A more effective strategy early in treatment is to support defenses that promote sobriety and continued treatment and undermine defenses that are likely to lead to drinking or withdrawal from treatment. Commonly the psychodynamic strategy is to ignore effective defenses and to examine ineffective ones. Examination includes noting them, naming them, asking about their origins, functions, and so on.
Typically, feelings to be avoided include anxiety, fear, guilt, shame, anger and loneliness.
Denial is commonly thought to be the most pervasive and dangerous defense of alcoholics. Active alcoholics deny that they are dependent on alcohol, deny that they drink too much, deny that there are dangerous consequences of drinking, and so on [see Part 34b following]. Drinking itself may be considered to be a form of denial, in which an unpleasant reality is simply put out of mind, as though it doesn’t exist.
Rationalization is the process of finding reasonable-seeming explanations for unreasonable behavior. An active alcoholic uses rationalization to bolster denial and continue drinking, or to explain away the outrageous things s/he has done while drunk.
Displacement see Keller p 98a. See also McWilliams treatment of defenses
Externalization [mentioned in Section 37 ]
Projection occurs when a person disavows his/her own feelings, thoughts, attitudes, etc., and attributes them to others. Projection, including blaming, can be used to redirect thinking and to justify continued drinking and other harmful behaviors.
Projective identification is used here to refer to the tendency to attribute ones own thoughts and motivations to others, without disowning them as in projection.
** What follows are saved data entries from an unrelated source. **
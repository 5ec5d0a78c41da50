//! Interactive screen state and the actions that change it.

use std::time::{Duration, Instant};

use crate::clipboard::Clipboard;
use crate::entropy::Source;
use crate::notify::Notification;
use crate::pass::{self, CharClass, Password};
use crate::settings::Settings;

/// How long a notification banner stays up.
pub const NOTIFY_FOR: Duration = Duration::from_secs(3);

#[derive(Debug, Clone, Copy, PartialEq, Eq)]
pub enum Action {
    Generate,
    Copy,
    Length(isize),
    Toggle(CharClass),
    ToggleSimilar,
    ToggleAutoCopy,
    ToggleRng,
    Save,
    Help,
    Quit,
}

pub struct App {
    pub settings: Settings,
    pub password: Option<Password>,
    pub show_help: bool,
    notification: Option<(Notification, Instant)>,
    source: Source,
    clipboard: Option<Clipboard>,
}

impl App {
    pub fn new(settings: Settings, source: Source) -> Self {
        Self {
            settings,
            password: None,
            show_help: false,
            notification: None,
            source,
            clipboard: None,
        }
    }

    pub fn source(&self) -> &Source {
        &self.source
    }

    pub fn notification(&self) -> Option<&Notification> {
        self.notification.as_ref().map(|(n, _)| n)
    }

    /// Time left before the current banner should disappear.
    pub fn notification_timeout(&self, now: Instant) -> Option<Duration> {
        self.notification
            .as_ref()
            .map(|(_, shown)| NOTIFY_FOR.saturating_sub(now.duration_since(*shown)))
    }

    /// Drop the banner once it has been up for [`NOTIFY_FOR`].
    pub fn expire(&mut self, now: Instant) -> bool {
        if self.notification_timeout(now) == Some(Duration::ZERO) {
            self.notification = None;
            return true;
        }
        false
    }

    fn notify(&mut self, notification: Notification) {
        self.notification = Some((notification, Instant::now()));
    }

    /// Apply one action. Returns false when the app should exit.
    pub fn apply(&mut self, action: Action) -> bool {
        if action != Action::Help {
            self.show_help = false;
        }
        match action {
            Action::Generate => self.generate(),
            Action::Copy => self.copy(),
            Action::Length(delta) => self.settings.nudge_length(delta),
            Action::Toggle(class) => self.settings.classes.toggle(class),
            Action::ToggleSimilar => self.settings.avoid_similar ^= true,
            Action::ToggleAutoCopy => self.settings.auto_copy ^= true,
            Action::ToggleRng => self.switch_source(),
            Action::Save => self.save(),
            Action::Help => self.show_help ^= true,
            Action::Quit => return false,
        }
        true
    }

    /// Build a new password from the current settings. A rejected config
    /// leaves the previous password in place.
    pub fn generate(&mut self) {
        let config = self.settings.to_config();
        match pass::generate(&config, &mut self.source) {
            Ok(password) => {
                self.password = Some(password);
                if self.settings.auto_copy {
                    self.copy();
                }
            }
            Err(e) => {
                log::debug!("rejected config: {e:?}");
                self.notify(Notification::error(e.to_string()));
            }
        }
    }

    pub fn copy(&mut self) {
        let Some(password) = self.password.as_ref().filter(|p| !p.is_empty()) else {
            return;
        };
        let clipboard = self.clipboard.get_or_insert_with(Clipboard::new);
        let notification = match clipboard.copy(password.as_str()) {
            Ok(method) => {
                log::info!("password copied via {method:?}");
                Notification::copied()
            }
            Err(e) => {
                log::warn!("{e}");
                Notification::copy_failed()
            }
        };
        self.notify(notification);
    }

    fn switch_source(&mut self) {
        let kind = self.settings.rng.toggled();
        match Source::new(kind) {
            Ok(source) => {
                self.source = source;
                self.settings.rng = kind;
            }
            Err(e) => self.notify(Notification::error(format!("Random source unavailable: {e}"))),
        }
    }

    fn save(&mut self) {
        let notification = match self.settings.save_to_file() {
            Ok(path) => Notification::success(format!("Settings saved to {}", path.display())),
            Err(e) => Notification::error(format!("Error saving settings: {e}")),
        };
        self.notify(notification);
    }
}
Splitting, in which the person divides or splits the world and other people into neat categories – commonly making one category or group “good” and the other “bad”.
Sublimation mentioned in Section 37
34b. Denial
Whenever there is alcohol dependence or abuse, we should be alert to the use of denial as a primary defense.
The term “denial” is used to describe a variety of interpersonal and intrapsychic activities, involving the refusal to admit or even recognize aspects of his/her thinking, feeling, or behavior that are obvious to others. Relative to alcohol use, a person may refuse to admit to him/herself that –
- he/she is drinking more than one or two.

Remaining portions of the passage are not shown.